Companies to transform operations
Oil firms accused of failing to heed warnings to cut costs
The authors of a new report say the industry was told it was over burdened with inefficient operating practices that would impact on them if the price of oil fell.
But companies did not react quickly enough and have been caught out by the sudden collapse in the price of a barrel of crude by 60% since last summer.
The report, Opportunities in Adversity out today from PwC, says it is not too late for companies to put the situation right if they take the appropriate steps.
However, the firm’s energy specialists say businesses need to get away from the short term knee-jerk reactions they have applied in previous down turns – or risk damaging the long term future of the industry.
Brian Campbell, oil and gas capital projects director at PwC and co-author of the report, said: “With economists predicting low oil prices throughout 2015, UK oil and gas firms are not out of the woods by any means.
“The stark reality is that firms need to be able to operate in an environment where oil averages at $50 per barrel – only then can they be truly fit for the future.
“We’ve been talking about cost reduction and restructuring within the industry for several years now and the harsh truth is that if many larger exploration and production and oil field services firms had implemented programmes before the oil price crisis hit, then the industry would be in a much better place to weather the storm that is currently raging.
“But it’s not too late to glean some good out of adversity and for businesses to work together to create their own new dawn for the North Sea. There are a series of levers business leaders can pull, which, as we’ve seen in the past, can lead to long term sustained efficiencies and opportunities for their business and the wider industry.”
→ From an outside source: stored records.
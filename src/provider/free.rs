//! `free-fallback`: keyless public translation services as the last resort.
//!
//! ## Strategy
//!
//! - **Short text** (under `single_call_threshold` chars): every service is
//!   asked at once and the first non-empty answer wins. The losers are
//!   dropped, which cancels their in-flight requests.
//! - **Long text**: split into sentence-bounded chunks of at most
//!   `max_chunk_chars`, translate up to `chunk_concurrency` chunks at a time,
//!   and join the results with single spaces **in input order**. Each chunk
//!   tries the services in order and keeps its source text if all fail, so
//!   one bad chunk never sinks the document.
//!
//! Public endpoints reject long query strings, which is why chunks stay well
//! below the 5000-char limits these services advertise.

use crate::acceptance::ProviderTier;
use crate::config::{Credentials, FreeChainConfig, TranslatorConfig};
use crate::error::ProviderError;
use crate::language::Language;
use crate::pipeline::input::MediaKind;
use crate::provider::{has_extracted_text, ProviderId, ProviderRequest, TranslationProvider};
use async_trait::async_trait;
use futures::stream::{self, FuturesUnordered, StreamExt};
use once_cell::sync::Lazy;
use regex::Regex;
use serde::Deserialize;
use serde_json::Value;
use std::sync::Arc;
use std::time::Duration;
use tracing::{debug, info, warn};

/// One keyless translation endpoint.
#[async_trait]
pub trait TextService: Send + Sync {
    fn name(&self) -> &'static str;

    async fn translate(
        &self,
        text: &str,
        source: Language,
        target: Language,
    ) -> Result<Option<String>, ProviderError>;
}

// ── Chunking ─────────────────────────────────────────────────────────────

static RE_SENTENCE_END: Lazy<Regex> = Lazy::new(|| Regex::new(r"[.!?]\s+").unwrap());

/// Split after `.`, `!` or `?` followed by whitespace. The whitespace is
/// dropped; terminators stay with their sentence.
pub fn split_sentences(text: &str) -> Vec<&str> {
    let mut out = Vec::new();
    let mut start = 0;
    for m in RE_SENTENCE_END.find_iter(text) {
        let end = m.start() + 1;
        let sentence = text[start..end].trim();
        if !sentence.is_empty() {
            out.push(sentence);
        }
        start = m.end();
    }
    let tail = text[start..].trim();
    if !tail.is_empty() {
        out.push(tail);
    }
    out
}

/// Greedily pack sentences into chunks of at most `max_chars` characters,
/// joined by single spaces.
///
/// A sentence longer than `max_chars` becomes a chunk of its own rather
/// than being cut mid-sentence.
pub fn chunk_text(text: &str, max_chars: usize) -> Vec<String> {
    let mut chunks = Vec::new();
    let mut current = String::new();
    let mut current_len = 0usize;

    for sentence in split_sentences(text) {
        let len = sentence.chars().count();
        if current_len > 0 && current_len + 1 + len > max_chars {
            chunks.push(std::mem::take(&mut current));
            current_len = 0;
        }
        if current_len > 0 {
            current.push(' ');
            current_len += 1;
        }
        current.push_str(sentence);
        current_len += len;
    }
    if !current.is_empty() {
        chunks.push(current);
    }
    chunks
}

// ── Chain ────────────────────────────────────────────────────────────────

/// Orchestrates the free services for one text.
pub struct FreeFallbackChain {
    services: Vec<Arc<dyn TextService>>,
    config: FreeChainConfig,
}

impl FreeFallbackChain {
    pub fn new(services: Vec<Arc<dyn TextService>>, mut config: FreeChainConfig) -> Self {
        config.chunk_concurrency = config.chunk_concurrency.max(1);
        config.max_chunk_chars = config.max_chunk_chars.max(1);
        Self { services, config }
    }

    /// Google, MyMemory, LibreTranslate against their public hosts.
    pub fn public(credentials: &Credentials, config: FreeChainConfig) -> Self {
        let client = reqwest::Client::builder()
            .timeout(Duration::from_secs(config.service_timeout_secs))
            .build()
            .unwrap_or_default();
        let timeout = config.service_timeout_secs;
        Self::new(
            vec![
                Arc::new(GoogleGtx::new(client.clone(), timeout)) as Arc<dyn TextService>,
                Arc::new(MyMemory::new(client.clone(), timeout)),
                Arc::new(LibreTranslate::new(
                    client,
                    timeout,
                    credentials.libretranslate.clone(),
                )),
            ],
            config,
        )
    }

    /// Translate `text`; `None` when no service produced anything.
    pub async fn translate(&self, text: &str, source: Language, target: Language) -> Option<String> {
        let len = text.chars().count();
        if len == 0 || self.services.is_empty() {
            return None;
        }
        if len < self.config.single_call_threshold {
            self.race(text, source, target).await
        } else {
            self.translate_chunked(text, source, target).await
        }
    }

    async fn race(&self, text: &str, source: Language, target: Language) -> Option<String> {
        debug!("free-fallback: racing {} services", self.services.len());
        let mut pending: FuturesUnordered<_> = self
            .services
            .iter()
            .map(|service| async move {
                (service.name(), service.translate(text, source, target).await)
            })
            .collect();

        while let Some((name, outcome)) = pending.next().await {
            match outcome {
                Ok(Some(t)) if !t.trim().is_empty() => {
                    info!("free-fallback: {} answered first", name);
                    return Some(t);
                }
                Ok(_) => debug!("free-fallback: {} returned nothing", name),
                Err(e) => debug!("free-fallback: {}", e),
            }
        }
        None
    }

    async fn translate_chunked(
        &self,
        text: &str,
        source: Language,
        target: Language,
    ) -> Option<String> {
        let chunks = chunk_text(text, self.config.max_chunk_chars);
        let total = chunks.len();
        info!(
            "free-fallback: {} chunks, {} in flight",
            total, self.config.chunk_concurrency
        );

        let results: Vec<(String, bool)> = stream::iter(chunks.into_iter().enumerate())
            .map(|(i, chunk)| async move {
                let result = self.translate_chunk(&chunk, source, target).await;
                debug!("free-fallback: chunk {}/{} done", i + 1, total);
                match result {
                    Some(t) => (t, true),
                    None => (chunk, false),
                }
            })
            .buffered(self.config.chunk_concurrency)
            .collect()
            .await;

        let translated = results.iter().filter(|(_, ok)| *ok).count();
        if translated == 0 {
            warn!("free-fallback: no chunk could be translated");
            return None;
        }
        if translated < total {
            warn!(
                "free-fallback: {}/{} chunks left untranslated",
                total - translated,
                total
            );
        }

        Some(
            results
                .into_iter()
                .map(|(t, _)| t)
                .collect::<Vec<_>>()
                .join(" "),
        )
    }

    async fn translate_chunk(&self, chunk: &str, source: Language, target: Language) -> Option<String> {
        for service in &self.services {
            match service.translate(chunk, source, target).await {
                Ok(Some(t)) if !t.trim().is_empty() => return Some(t),
                Ok(_) => debug!("free-fallback: {} returned nothing for chunk", service.name()),
                Err(e) => debug!("free-fallback: {}", e),
            }
        }
        None
    }
}

/// [`TranslationProvider`] facade over [`FreeFallbackChain`].
pub struct FreeFallbackProvider {
    chain: FreeFallbackChain,
}

impl FreeFallbackProvider {
    pub fn new(credentials: &Credentials, config: &TranslatorConfig) -> Self {
        Self {
            chain: FreeFallbackChain::public(credentials, config.free_chain),
        }
    }

    pub fn with_chain(chain: FreeFallbackChain) -> Self {
        Self { chain }
    }
}

#[async_trait]
impl TranslationProvider for FreeFallbackProvider {
    fn id(&self) -> ProviderId {
        ProviderId::FreeFallback
    }

    fn tier(&self) -> ProviderTier {
        ProviderTier::Free
    }

    fn supports(&self, kind: MediaKind) -> bool {
        has_extracted_text(kind)
    }

    fn is_configured(&self) -> bool {
        true
    }

    async fn translate(&self, request: &ProviderRequest) -> Result<Option<String>, ProviderError> {
        if request.text.trim().is_empty() {
            return Ok(None);
        }
        Ok(self
            .chain
            .translate(&request.text, request.source, request.target)
            .await)
    }
}

// ── Services ─────────────────────────────────────────────────────────────

async fn get_json(
    name: &str,
    request: reqwest::RequestBuilder,
    timeout_secs: u64,
) -> Result<Value, ProviderError> {
    let response = request
        .send()
        .await
        .map_err(|e| ProviderError::from_reqwest(name, &e, timeout_secs))?;
    let status = response.status();
    if !status.is_success() {
        let body = response.text().await.unwrap_or_default();
        return Err(ProviderError::from_status(name, status.as_u16(), body));
    }
    response
        .json::<Value>()
        .await
        .map_err(|e| ProviderError::from_reqwest(name, &e, timeout_secs))
}

fn non_empty(s: String) -> Option<String> {
    (!s.trim().is_empty()).then_some(s)
}

/// Google Translate's unauthenticated `gtx` client endpoint.
pub struct GoogleGtx {
    client: reqwest::Client,
    base_url: String,
    timeout_secs: u64,
}

impl GoogleGtx {
    pub const DEFAULT_BASE_URL: &'static str = "https://translate.googleapis.com";

    pub fn new(client: reqwest::Client, timeout_secs: u64) -> Self {
        Self {
            client,
            base_url: Self::DEFAULT_BASE_URL.to_string(),
            timeout_secs,
        }
    }

    pub fn with_base_url(mut self, base_url: impl Into<String>) -> Self {
        self.base_url = base_url.into();
        self
    }
}

/// The gtx answer is `[[["translated", "source", ...], ...], ...]`.
fn parse_gtx(value: &Value) -> Option<String> {
    let segments = value.get(0)?.as_array()?;
    let joined: String = segments
        .iter()
        .filter_map(|seg| seg.get(0).and_then(Value::as_str))
        .collect();
    non_empty(joined)
}

#[async_trait]
impl TextService for GoogleGtx {
    fn name(&self) -> &'static str {
        "google"
    }

    async fn translate(
        &self,
        text: &str,
        source: Language,
        target: Language,
    ) -> Result<Option<String>, ProviderError> {
        let request = self
            .client
            .get(format!("{}/translate_a/single", self.base_url))
            .query(&[
                ("client", "gtx"),
                ("sl", source.iso_code()),
                ("tl", target.iso_code()),
                ("dt", "t"),
                ("q", text),
            ]);
        let value = get_json(self.name(), request, self.timeout_secs).await?;
        Ok(parse_gtx(&value))
    }
}

/// MyMemory's public `get` endpoint.
pub struct MyMemory {
    client: reqwest::Client,
    base_url: String,
    timeout_secs: u64,
}

impl MyMemory {
    pub const DEFAULT_BASE_URL: &'static str = "https://api.mymemory.translated.net";

    pub fn new(client: reqwest::Client, timeout_secs: u64) -> Self {
        Self {
            client,
            base_url: Self::DEFAULT_BASE_URL.to_string(),
            timeout_secs,
        }
    }

    pub fn with_base_url(mut self, base_url: impl Into<String>) -> Self {
        self.base_url = base_url.into();
        self
    }
}

#[derive(Deserialize)]
#[serde(rename_all = "camelCase")]
struct MyMemoryResponse {
    response_data: Option<MyMemoryData>,
    #[serde(default)]
    response_status: Value,
}

#[derive(Deserialize)]
#[serde(rename_all = "camelCase")]
struct MyMemoryData {
    translated_text: Option<String>,
}

#[async_trait]
impl TextService for MyMemory {
    fn name(&self) -> &'static str {
        "mymemory"
    }

    async fn translate(
        &self,
        text: &str,
        source: Language,
        target: Language,
    ) -> Result<Option<String>, ProviderError> {
        let langpair = format!("{}|{}", source.iso_code(), target.iso_code());
        let request = self
            .client
            .get(format!("{}/get", self.base_url))
            .query(&[("q", text), ("langpair", langpair.as_str())]);
        let value = get_json(self.name(), request, self.timeout_secs).await?;
        let parsed: MyMemoryResponse =
            serde_json::from_value(value).map_err(|e| ProviderError::Malformed {
                provider: self.name().to_string(),
                detail: e.to_string(),
            })?;

        // Quota errors arrive as HTTP 200 with the status inside the body.
        let status = parsed
            .response_status
            .as_u64()
            .or_else(|| parsed.response_status.as_str().and_then(|s| s.parse().ok()))
            .unwrap_or(200);
        if status != 200 {
            return Err(ProviderError::from_status(self.name(), status as u16, ""));
        }

        let text = parsed
            .response_data
            .and_then(|d| d.translated_text)
            .and_then(non_empty);
        match text {
            Some(t) if t.starts_with("MYMEMORY WARNING") => Err(ProviderError::RateLimited {
                provider: self.name().to_string(),
            }),
            other => Ok(other),
        }
    }
}

/// A LibreTranslate instance (the public one by default).
pub struct LibreTranslate {
    client: reqwest::Client,
    base_url: String,
    timeout_secs: u64,
    api_key: Option<String>,
}

impl LibreTranslate {
    pub const DEFAULT_BASE_URL: &'static str = "https://libretranslate.com";

    pub fn new(client: reqwest::Client, timeout_secs: u64, api_key: Option<String>) -> Self {
        Self {
            client,
            base_url: Self::DEFAULT_BASE_URL.to_string(),
            timeout_secs,
            api_key,
        }
    }

    pub fn with_base_url(mut self, base_url: impl Into<String>) -> Self {
        self.base_url = base_url.into();
        self
    }
}

#[async_trait]
impl TextService for LibreTranslate {
    fn name(&self) -> &'static str {
        "libretranslate"
    }

    async fn translate(
        &self,
        text: &str,
        source: Language,
        target: Language,
    ) -> Result<Option<String>, ProviderError> {
        let mut body = serde_json::json!({
            "q": text,
            "source": source.iso_code(),
            "target": target.iso_code(),
            "format": "text",
        });
        if let Some(key) = &self.api_key {
            body["api_key"] = Value::String(key.clone());
        }
        let request = self
            .client
            .post(format!("{}/translate", self.base_url))
            .json(&body);
        let value = get_json(self.name(), request, self.timeout_secs).await?;
        Ok(value
            .get("translatedText")
            .and_then(Value::as_str)
            .map(str::to_string)
            .and_then(non_empty))
    }
}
The report states that although the industry is in a painful period, with the depressed oil price being sustained for longer than expected, there are still long term opportunities.
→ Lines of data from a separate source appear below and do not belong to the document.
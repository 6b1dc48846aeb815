//! Text adapters: a chat model translates the extracted text.

use crate::acceptance::ProviderTier;
use crate::config::{Credentials, TranslatorConfig};
use crate::error::ProviderError;
use crate::pipeline::input::MediaKind;
use crate::prompts::{text_prompt, TRANSLATOR_SYSTEM_PROMPT};
use crate::provider::llm::LlmClient;
use crate::provider::{has_extracted_text, ProviderId, ProviderRequest, TranslationProvider};
use async_trait::async_trait;
use edgequake_llm::ChatMessage;
use tracing::debug;

pub struct ChatTextProvider {
    id: ProviderId,
    client: Option<LlmClient>,
}

impl ChatTextProvider {
    pub fn openai(credentials: &Credentials, config: &TranslatorConfig) -> Self {
        let id = ProviderId::OpenAiText;
        Self {
            id,
            client: LlmClient::connect(
                id,
                "openai",
                &config.models.openai_text,
                credentials.openai.as_deref(),
                config,
            ),
        }
    }

    pub fn openrouter(credentials: &Credentials, config: &TranslatorConfig) -> Self {
        let id = ProviderId::OpenRouterText;
        Self {
            id,
            client: LlmClient::connect(
                id,
                "openrouter",
                &config.models.openrouter_text,
                credentials.openrouter.as_deref(),
                config,
            ),
        }
    }

    pub fn with_client(id: ProviderId, client: LlmClient) -> Self {
        Self {
            id,
            client: Some(client),
        }
    }
}

#[async_trait]
impl TranslationProvider for ChatTextProvider {
    fn id(&self) -> ProviderId {
        self.id
    }

    fn tier(&self) -> ProviderTier {
        ProviderTier::Text
    }

    fn supports(&self, kind: MediaKind) -> bool {
        has_extracted_text(kind)
    }

    fn is_configured(&self) -> bool {
        self.client.is_some()
    }

    async fn translate(&self, request: &ProviderRequest) -> Result<Option<String>, ProviderError> {
        let Some(client) = &self.client else {
            return Ok(None);
        };
        if request.text.trim().is_empty() {
            debug!("{}: no extracted text, declining", self.id);
            return Ok(None);
        }

        let prompt = text_prompt(request.source, request.target, &request.text);
        let messages = vec![
            ChatMessage::system(TRANSLATOR_SYSTEM_PROMPT),
            ChatMessage::user(&prompt),
        ];
        client.chat(&messages).await
    }
}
But many businesses will need to completely transform the way they operate to grasp the opportunities that lie ahead.
Kevin Reynard, office senior partner at PwC in Aberdeen, said: “Viewing lower oil prices as a catalyst for driving change may not be a bad starting point, particularly if we look for the opportunities in the current adversity for operators in the North Sea and further afield.
“Firms could start by defining the future shape of the company and what needs to be transformed to get there.
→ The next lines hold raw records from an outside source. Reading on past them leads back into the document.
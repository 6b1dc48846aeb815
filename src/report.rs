//! PDF report of a finished translation.
//!
//! Rendering is split in two so the interesting part is testable without
//! parsing PDF output:
//!
//! 1. [`layout`] turns the request into pages of positioned, styled lines
//!    (Markdown-ish classification, word wrap, page breaks, footers).
//! 2. [`render_pdf`] draws those pages with `printpdf` using the built-in
//!    Helvetica faces.
//!
//! The built-in PDF fonts only cover WinAnsi, so characters outside
//! Latin-1 are replaced before drawing.

use crate::error::TranslateError;
use chrono::Utc;
use printpdf::{BuiltinFont, IndirectFontRef, Line, Mm, PdfDocument, Point};
use serde::Deserialize;
use std::io::BufWriter;
use tracing::info;

/// Body of `POST /api/generate-pdf`.
#[derive(Debug, Clone, Default, Deserialize)]
#[serde(rename_all = "camelCase")]
pub struct ReportRequest {
    #[serde(default)]
    pub translated_text: String,
    pub file_name: Option<String>,
    pub source_lang: Option<String>,
    pub target_lang: Option<String>,
    pub metadata: Option<ReportMetadata>,
}

#[derive(Debug, Clone, Default, Deserialize)]
#[serde(rename_all = "camelCase")]
pub struct ReportMetadata {
    pub model: Option<String>,
    pub word_count: Option<u64>,
}

pub const FOOTER_BRAND: &str = "Translatrix Pro - AI Document Translation";

// ── Page geometry (mm) ───────────────────────────────────────────────────

const PAGE_W: f32 = 210.0;
const PAGE_H: f32 = 297.0;
const MARGIN: f32 = 18.0;
const BODY_BOTTOM: f32 = PAGE_H - MARGIN - 8.0;
const FOOTER_Y: f32 = PAGE_H - 10.0;
const PT_TO_MM: f32 = 0.3528;
/// Average Helvetica glyph width as a fraction of the font size.
const GLYPH_RATIO: f32 = 0.52;

/// Visual role of a line.
#[derive(Debug, Clone, Copy, PartialEq, Eq)]
pub enum LineStyle {
    Title,
    Caption,
    Section,
    Info,
    Heading1,
    Heading2,
    Heading3,
    Bold,
    TableRow,
    Body,
    Footer,
}

impl LineStyle {
    fn size_pt(self) -> f32 {
        match self {
            LineStyle::Title => 20.0,
            LineStyle::Heading1 => 16.0,
            LineStyle::Heading2 => 14.0,
            LineStyle::Section | LineStyle::Heading3 => 12.0,
            LineStyle::Caption | LineStyle::Info | LineStyle::Bold | LineStyle::Body => 10.0,
            LineStyle::TableRow => 9.0,
            LineStyle::Footer => 8.0,
        }
    }

    fn is_bold(self) -> bool {
        matches!(
            self,
            LineStyle::Title
                | LineStyle::Section
                | LineStyle::Heading1
                | LineStyle::Heading2
                | LineStyle::Heading3
                | LineStyle::Bold
        )
    }

    fn is_centered(self) -> bool {
        matches!(self, LineStyle::Title | LineStyle::Caption | LineStyle::Footer)
    }

    fn line_height_mm(self) -> f32 {
        self.size_pt() * 1.4 * PT_TO_MM
    }

    /// Extra space after headings.
    fn space_after_mm(self) -> f32 {
        match self {
            LineStyle::Heading1 | LineStyle::Heading2 | LineStyle::Heading3 => 1.5,
            LineStyle::Title => 2.0,
            _ => 0.0,
        }
    }
}

/// Classify one source line of the translation. Blank lines give `None`.
pub fn classify_line(line: &str) -> Option<(LineStyle, String)> {
    let t = line.trim();
    if t.is_empty() {
        return None;
    }
    if let Some(rest) = t.strip_prefix("### ") {
        return Some((LineStyle::Heading3, rest.trim().to_string()));
    }
    if let Some(rest) = t.strip_prefix("## ") {
        return Some((LineStyle::Heading2, rest.trim().to_string()));
    }
    if let Some(rest) = t.strip_prefix("# ") {
        return Some((LineStyle::Heading1, rest.trim().to_string()));
    }
    if t.len() > 4 && t.starts_with("**") && t.ends_with("**") {
        return Some((LineStyle::Bold, t.replace("**", "")));
    }
    if t.len() > 1 && t.starts_with('|') && t.ends_with('|') {
        let cells: Vec<&str> = t
            .split('|')
            .map(str::trim)
            .filter(|c| !c.is_empty())
            .collect();
        return Some((LineStyle::TableRow, cells.join(" | ")));
    }
    Some((LineStyle::Body, t.to_string()))
}

/// Greedy word wrap to `max_chars` per line; overlong words are split.
pub fn wrap(text: &str, max_chars: usize) -> Vec<String> {
    let max_chars = max_chars.max(1);
    let mut lines = Vec::new();
    let mut current = String::new();
    let mut current_len = 0usize;

    for word in text.split_whitespace() {
        let mut word: Vec<char> = word.chars().collect();
        while word.len() > max_chars {
            if current_len > 0 {
                lines.push(std::mem::take(&mut current));
                current_len = 0;
            }
            let rest = word.split_off(max_chars);
            lines.push(word.into_iter().collect());
            word = rest;
        }
        let len = word.len();
        if current_len > 0 && current_len + 1 + len > max_chars {
            lines.push(std::mem::take(&mut current));
            current_len = 0;
        }
        if current_len > 0 {
            current.push(' ');
            current_len += 1;
        }
        current.extend(word);
        current_len += len;
    }
    if !current.is_empty() {
        lines.push(current);
    }
    lines
}

fn chars_per_line(style: LineStyle) -> usize {
    let width_pt = (PAGE_W - 2.0 * MARGIN) / PT_TO_MM;
    (width_pt / (style.size_pt() * GLYPH_RATIO)) as usize
}

fn text_width_mm(text: &str, style: LineStyle) -> f32 {
    text.chars().count() as f32 * style.size_pt() * GLYPH_RATIO * PT_TO_MM
}

/// A line placed on a page; `y` is measured from the top edge.
#[derive(Debug, Clone, PartialEq)]
pub struct Placed {
    pub style: LineStyle,
    pub text: String,
    pub y: f32,
}

/// One laid-out page.
#[derive(Debug, Clone, Default, PartialEq)]
pub struct Page {
    pub lines: Vec<Placed>,
    /// Horizontal rules, as y offsets from the top edge.
    pub rules: Vec<f32>,
}

struct Cursor {
    pages: Vec<Page>,
    y: f32,
}

impl Cursor {
    fn new() -> Self {
        Self {
            pages: vec![Page::default()],
            y: MARGIN,
        }
    }

    fn page(&mut self) -> &mut Page {
        let last = self.pages.len() - 1;
        &mut self.pages[last]
    }

    fn ensure_room(&mut self, height: f32) {
        if self.y + height > BODY_BOTTOM {
            self.pages.push(Page::default());
            self.y = MARGIN;
        }
    }

    fn push(&mut self, style: LineStyle, text: &str) {
        for line in wrap(text, chars_per_line(style)) {
            let h = style.line_height_mm();
            self.ensure_room(h);
            self.y += h;
            let y = self.y;
            self.page().lines.push(Placed {
                style,
                text: line,
                y,
            });
        }
        self.y += style.space_after_mm();
    }

    fn gap(&mut self, mm: f32) {
        self.y += mm;
    }

    fn rule(&mut self) {
        self.ensure_room(4.0);
        self.y += 2.0;
        let y = self.y;
        self.page().rules.push(y);
        self.y += 2.0;
    }
}

/// Lay the report out into pages, footers included.
pub fn layout(request: &ReportRequest, generated_at: &str) -> Vec<Page> {
    let mut c = Cursor::new();

    c.push(LineStyle::Title, "TRANSLATION REPORT");
    c.push(LineStyle::Caption, &format!("Generated: {generated_at}"));
    c.gap(5.0);

    c.push(LineStyle::Section, "Document Information");
    c.gap(1.0);
    if let Some(name) = request.file_name.as_deref().filter(|s| !s.is_empty()) {
        c.push(LineStyle::Info, &format!("Original File: {name}"));
    }
    if let (Some(src), Some(tgt)) = (&request.source_lang, &request.target_lang) {
        c.push(
            LineStyle::Info,
            &format!("Translation: {} -> {}", src.to_uppercase(), tgt.to_uppercase()),
        );
    }
    if let Some(meta) = &request.metadata {
        if let Some(model) = meta.model.as_deref().filter(|s| !s.is_empty()) {
            c.push(LineStyle::Info, &format!("AI Model: {model}"));
        }
        if let Some(words) = meta.word_count.filter(|w| *w > 0) {
            c.push(LineStyle::Info, &format!("Word Count: {words}"));
        }
    }
    c.gap(3.0);
    c.rule();
    c.gap(3.0);

    c.push(LineStyle::Section, "Translated Document");
    c.gap(2.0);

    for line in request.translated_text.lines() {
        match classify_line(line) {
            Some((style, text)) => c.push(style, &text),
            None => c.gap(1.5),
        }
    }

    let total = c.pages.len();
    for (i, page) in c.pages.iter_mut().enumerate() {
        page.lines.push(Placed {
            style: LineStyle::Footer,
            text: format!("Page {} of {} | {}", i + 1, total, FOOTER_BRAND),
            y: FOOTER_Y,
        });
    }
    c.pages
}

/// Replace characters the built-in fonts cannot encode.
fn winansi(text: &str) -> String {
    text.chars()
        .map(|ch| match ch {
            '\u{2018}' | '\u{2019}' => '\'',
            '\u{201C}' | '\u{201D}' => '"',
            '\u{2013}' | '\u{2014}' => '-',
            '\u{2022}' => '*',
            c if (c as u32) < 0x100 => c,
            _ => '?',
        })
        .collect()
}

/// Render the report to PDF bytes.
pub fn render_pdf(request: &ReportRequest) -> Result<Vec<u8>, TranslateError> {
    if request.translated_text.trim().is_empty() {
        return Err(TranslateError::EmptyText);
    }

    let generated_at = Utc::now().format("%Y-%m-%d %H:%M:%S UTC").to_string();
    let pages = layout(request, &generated_at);

    let (doc, first_page, first_layer) =
        PdfDocument::new("Translation Report", Mm(PAGE_W), Mm(PAGE_H), "Layer 1");
    let regular = doc
        .add_builtin_font(BuiltinFont::Helvetica)
        .map_err(|e| TranslateError::ReportFailed(e.to_string()))?;
    let bold = doc
        .add_builtin_font(BuiltinFont::HelveticaBold)
        .map_err(|e| TranslateError::ReportFailed(e.to_string()))?;

    for (i, page) in pages.iter().enumerate() {
        let layer = if i == 0 {
            doc.get_page(first_page).get_layer(first_layer)
        } else {
            let (p, l) = doc.add_page(Mm(PAGE_W), Mm(PAGE_H), format!("Layer {}", i + 1));
            doc.get_page(p).get_layer(l)
        };

        for placed in &page.lines {
            let font: &IndirectFontRef = if placed.style.is_bold() { &bold } else { &regular };
            let text = winansi(&placed.text);
            let x = if placed.style.is_centered() {
                ((PAGE_W - text_width_mm(&text, placed.style)) / 2.0).max(MARGIN)
            } else {
                MARGIN
            };
            layer.use_text(
                text,
                placed.style.size_pt(),
                Mm(x),
                Mm(PAGE_H - placed.y),
                font,
            );
        }

        for &y in &page.rules {
            layer.add_line(Line {
                points: vec![
                    (Point::new(Mm(MARGIN), Mm(PAGE_H - y)), false),
                    (Point::new(Mm(PAGE_W - MARGIN), Mm(PAGE_H - y)), false),
                ],
                is_closed: false,
            });
        }
    }

    let mut buffer = Vec::new();
    {
        let mut writer = BufWriter::new(&mut buffer);
        doc.save(&mut writer)
            .map_err(|e| TranslateError::ReportFailed(e.to_string()))?;
    }

    info!(
        "PDF report generated: {} pages, {:.2} KB",
        pages.len(),
        buffer.len() as f64 / 1024.0
    );
    Ok(buffer)
}

/// `translation_report_<unix millis>.pdf`
pub fn report_filename() -> String {
    format!("translation_report_{}.pdf", Utc::now().timestamp_millis())
}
“We recognise this may be a much more complex and challenging path. But only by approaching transformation from that vision can we escape short term knee jerk reactions that could wipe out knowledge banks and turn-off suppliers for example, actions which could ultimately damage future business growth and the viability of the wider industry.
“Ultimately if we are sensible about the changes needed, businesses, as well as the oil and gas sector, will be much leaner and more efficient …and crucially for our UKCS, fit for the future.”